## Prompt
Each line from the one containing "if addr & !ADDRESS_MASK" to the end of the listing below must be retyped exactly, with no line left out and none added.

## Source records
======
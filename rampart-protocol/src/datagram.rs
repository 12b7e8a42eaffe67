//! Datagram encoding and decoding
//!
//! Datagram format:
//! - Byte 0: register address (7 bits) with the write flag in bit 7
//! - Bytes 1-4: 32-bit register value, big-endian
//!
//! Reply format:
//! - Byte 0: SPI_STATUS flags
//! - Bytes 1-4: 32-bit register value, big-endian

use crate::status::SpiStatus;

/// Length of every datagram and reply in bytes
pub const DATAGRAM_LEN: usize = 5;

/// Address byte flag marking a write access
pub const WRITE_BIT: u8 = 0x80;

/// Valid bits of a register address
pub const ADDRESS_MASK: u8 = 0x7F;

/// One 40-bit SPI datagram
pub type Datagram = [u8; DATAGRAM_LEN];

/// Errors that can occur while encoding a datagram
#[derive(Debug, Clone, Copy, PartialEq, Eq)]
#[cfg_attr(feature = "defmt", derive(defmt::Format))]
pub enum DatagramError {
    /// Register address does not fit in 7 bits
    InvalidAddress(u8),
}

/// Decoded reply datagram
#[derive(Debug, Clone, Copy, PartialEq, Eq)]
#[cfg_attr(feature = "defmt", derive(defmt::Format))]
pub struct Reply {
    /// Status flags sent ahead of the data
    pub status: SpiStatus,
    /// Register contents as a raw two's-complement word
    pub value: i32,
}

fn check_address(addr: u8) -> Result<u8, DatagramError> {
    if addr & !ADDRESS_MASK != 0 {
        return Err(DatagramError::InvalidAddress(addr));
    }
    Ok(addr)
}

/// Build a write datagram
///
/// `value` is sent as its raw 32-bit pattern; unsigned register fields are
/// passed through `as i32` without changing any bit.
pub fn encode_write(addr: u8, value: i32) -> Result<Datagram, DatagramError> {
    let addr = check_address(addr)?;
    let data = value.to_be_bytes();
    Ok([addr | WRITE_BIT, data[0], data[1], data[2], data[3]])
}

/// Build a read request datagram
///
/// The data bytes of a read request are ignored by the chip and sent as zero.
pub fn encode_read(addr: u8) -> Result<Datagram, DatagramError> {
    let addr = check_address(addr)?;
    Ok([addr, 0, 0, 0, 0])
}

/// Split a received datagram into status and value
pub fn decode_reply(reply: &Datagram) -> Reply {
    Reply {
        status: SpiStatus::from_byte(reply[0]),
        value: i32::from_be_bytes([reply[1], reply[2], reply[3], reply[4]]),
    }
}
======
## Solution
    if addr & !ADDRESS_MASK != 0 {
        return Err(DatagramError::InvalidAddress(addr));
    }
    Ok(addr)
}

/// Build a write datagram
///
/// `value` is sent as its raw 32-bit pattern; unsigned register fields are
/// passed through `as i32` without changing any bit.
pub fn encode_write(addr: u8, value: i32) -> Result<Datagram, DatagramError> {
    let addr = check_address(addr)?;
    let data = value.to_be_bytes();
    Ok([addr | WRITE_BIT, data[0], data[1], data[2], data[3]])
}

/// Build a read request datagram
///
/// The data bytes of a read request are ignored by the chip and sent as zero.
pub fn encode_read(addr: u8) -> Result<Datagram, DatagramError> {
    let addr = check_address(addr)?;
    Ok([addr, 0, 0, 0, 0])
}

/// Split a received datagram into status and value
pub fn decode_reply(reply: &Datagram) -> Reply {
    Reply {
        status: SpiStatus::from_byte(reply[0]),
        value: i32::from_be_bytes([reply[1], reply[2], reply[3], reply[4]]),
    }
}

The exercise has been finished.